Hay muchas izquierdas y muchos tipos de ideales alrededor de la izquierda, pero podemos decir que en Latinoamérica la justicia social y la igualdad son sus principales estandartes.

Ideas que per se podrían dotar una superioridad moral, pero el GRAN, GRAN error que se ha cometido al interpretar esto, es que se cree que la superioridad moral es de las personas y no de las ideas.

Las personas de izquierda, no son “moralmente superiores” por el hecho de ser de izquierda, hay gente sin valores y sin moral de izquierda, derecha y centro en una proporción seguramente muy parecida. Porque para ser de izquierda solo se necesita proclamarse como tal y eso, eso no da ningún tipo de superioridad moral.

Ahora vayamos con las ideas: aquello que forma una ideología, en este caso la izquierda.
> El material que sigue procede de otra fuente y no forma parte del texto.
//! Text normalization and tokenization shared by the parser and the matcher

use std::collections::BTreeSet;

/// Technology names recognized as tags when they appear in free text
pub const TECH_VOCABULARY: &[&str] = &[
    "python", "javascript", "typescript", "node", "react", "nextjs",
    "fastapi", "django", "flask", "express", "sqlalchemy", "pydantic",
    "docker", "kubernetes", "aws", "ecs", "fargate", "lambda",
    "postgresql", "postgres", "mysql", "redis", "mongodb", "sqlite",
    "nginx", "terraform", "git", "github", "asyncio", "httpx",
    "celery", "alembic", "jwt", "bcrypt", "cors", "ssl", "mcp",
    "pytest", "webpack", "vite", "pip", "npm", "cargo", "rust",
    "tokio", "go", "java", "uvicorn", "gunicorn", "requests",
];

const STOPWORDS: &[&str] = &[
    "a", "an", "and", "are", "as", "at", "be", "but", "by", "for", "from",
    "has", "have", "in", "into", "is", "it", "its", "of", "on", "or", "so",
    "than", "that", "the", "then", "this", "to", "was", "were", "when",
    "which", "while", "with", "without", "not", "no", "over", "after",
    "before", "does", "do", "did", "my", "i", "you", "we",
];

/// Lowercase and collapse all whitespace runs to a single space
pub fn normalize_text(text: &str) -> String {
    text.split_whitespace()
        .map(|w| w.to_lowercase())
        .collect::<Vec<_>>()
        .join(" ")
}

/// Split text into lowercase tokens, keeping version-like tokens such as `3.12`
pub fn tokenize(text: &str) -> Vec<String> {
    text.to_lowercase()
        .split(|c: char| !(c.is_alphanumeric() || matches!(c, '.' | '_' | '-' | '+')))
        .map(|t| t.trim_matches(|c: char| matches!(c, '.' | '_' | '-')))
        .filter(|t| !t.is_empty())
        .filter(|t| t.chars().count() >= 2 || t.chars().all(|c| c.is_ascii_digit()))
        .filter(|t| !STOPWORDS.contains(t))
        .map(str::to_string)
        .collect()
}

/// Tokens as a set
pub fn token_set(text: &str) -> BTreeSet<String> {
    tokenize(text).into_iter().collect()
}

/// Whether a token names a known technology
pub fn is_technology(token: &str) -> bool {
    TECH_VOCABULARY.contains(&token)
}

/// Technologies mentioned in the text, in first-occurrence order
pub fn detect_technologies(text: &str) -> Vec<String> {
    let mut found: Vec<String> = Vec::new();
    for token in tokenize(text) {
        let token = token.trim_end_matches(".js").to_string();
        if is_technology(&token) && !found.contains(&token) {
            found.push(token);
        }
    }
    found
}

/// Jaccard similarity of two sets; 0 when both are empty
pub fn jaccard(a: &BTreeSet<String>, b: &BTreeSet<String>) -> f64 {
    let union = a.union(b).count();
    if union == 0 {
        return 0.0;
    }
    a.intersection(b).count() as f64 / union as f64
}

#[cfg(test)]
mod tests {
    use super::*;

    #[test]
    fn test_normalize_text() {
        assert_eq!(normalize_text("  Hello\n\tWORLD  again "), "hello world again");
    }

    #[test]
    fn test_tokenize_keeps_versions_and_drops_stopwords() {
        let tokens = tokenize("SQLAlchemy 2.0 on Python 3.12, the async session!");
        assert_eq!(tokens, vec!["sqlalchemy", "2.0", "python", "3.12", "async", "session"]);
    }

    #[test]
    fn test_tokenize_keeps_addresses() {
        let tokens = tokenize("bind 0.0.0.0 not 127.0.0.1");
        assert_eq!(tokens, vec!["bind", "0.0.0.0", "127.0.0.1"]);
    }

    #[test]
    fn test_detect_technologies_order() {
        let techs = detect_technologies("Deploying FastAPI on ECS with Docker and fastapi again");
        assert_eq!(techs, vec!["fastapi", "ecs", "docker"]);
    }

    #[test]
    fn test_jaccard() {
        let a: BTreeSet<String> = ["ecs", "fargate"].iter().map(|s| s.to_string()).collect();
        let b: BTreeSet<String> = ["ecs", "fastapi"].iter().map(|s| s.to_string()).collect();
        assert!((jaccard(&a, &b) - 1.0 / 3.0).abs() < 1e-9);
        assert_eq!(jaccard(&BTreeSet::new(), &BTreeSet::new()), 0.0);
    }
}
Su valor principal es la igualdad, es el motor que la alimenta.

En un mundo utópico esto es lo ideal, ¿quién se podría negar? La igualdad es romántica, es el final del arcoíris.

Tristemente la naturaleza no es justa y no nos hizo iguales, todos somos diferentes, pensamos diferente, tenemos diferentes cualidades y aspiraciones. Algunos somos buenos para algunas cosas como la capacidad de abstracción o las operaciones matemáticas, mientras que otros tienen un gran talento artístico.
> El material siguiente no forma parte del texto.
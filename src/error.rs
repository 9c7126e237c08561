//! Error taxonomy for the knowledge store and sync engine
//!
//! Parsing never fails, so there is no parse error here. Duplicate problems
//! are reported as a normal [`crate::board::PostOutcome`], not an error.

use std::path::PathBuf;

/// Errors surfaced by the store, board and tool layer
#[derive(Debug, thiserror::Error)]
pub enum Error {
    #[error("storage failure at {path}: {source}")]
    Storage {
        path: PathBuf,
        #[source]
        source: std::io::Error,
    },

    #[error("snapshot {path} is corrupt: {reason}")]
    CorruptSnapshot { path: PathBuf, reason: String },

    #[error("snapshot version {found} is newer than supported version {supported}")]
    UnsupportedVersion { found: u32, supported: u32 },

    #[error("not found: {0}")]
    NotFound(String),

    #[error("invalid state transition for {id}: {from} -> {to}")]
    InvalidTransition { id: String, from: String, to: String },

    #[error("invalid input: {0}")]
    InvalidInput(String),

    #[error("sync failed: {0}")]
    Sync(#[from] SyncError),
}

/// Failures talking to the remote collective store.
///
/// Never shown to tool callers; recorded and retried with backoff.
#[derive(Debug, Clone, PartialEq, Eq, thiserror::Error)]
pub enum SyncError {
    #[error("request timed out after {0:?}")]
    Timeout(std::time::Duration),

    #[error("network error: {0}")]
    Network(String),

    #[error("authentication rejected (HTTP {0})")]
    Auth(u16),

    #[error("remote unavailable (HTTP {0})")]
    Unavailable(u16),

    #[error("protocol error: {0}")]
    Protocol(String),
}

impl SyncError {
    /// Classify an HTTP status code the way the remote reports failures
    pub fn from_status(status: u16, body: &str) -> Self {
        match status {
            401 | 403 => SyncError::Auth(status),
            408 => SyncError::Timeout(std::time::Duration::ZERO),
            429 | 500..=599 => SyncError::Unavailable(status),
            _ => SyncError::Protocol(format!("HTTP {}: {}", status, truncate(body, 200))),
        }
    }

    /// Whether retrying later could succeed
    pub fn is_transient(&self) -> bool {
        !matches!(self, SyncError::Protocol(_))
    }
}

fn truncate(s: &str, max: usize) -> &str {
    match s.char_indices().nth(max) {
        Some((idx, _)) => &s[..idx],
        None => s,
    }
}

pub type Result<T> = std::result::Result<T, Error>;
La naturaleza también es cruel, permite que haya animales más fuertes que someten a otros y hay desastres naturales que impiden que unas zonas se desarrollen más que otras.

Al final no hay mayor hipocresía que hacer alarde de una superioridad moral basada en una utopía, en el valor de un conjunto de ideas. En darle cualidades morales a las personas según su ideología. Pero en Latinoamérica ha bastado un apoyo o una beca para comprar conciencias y morales.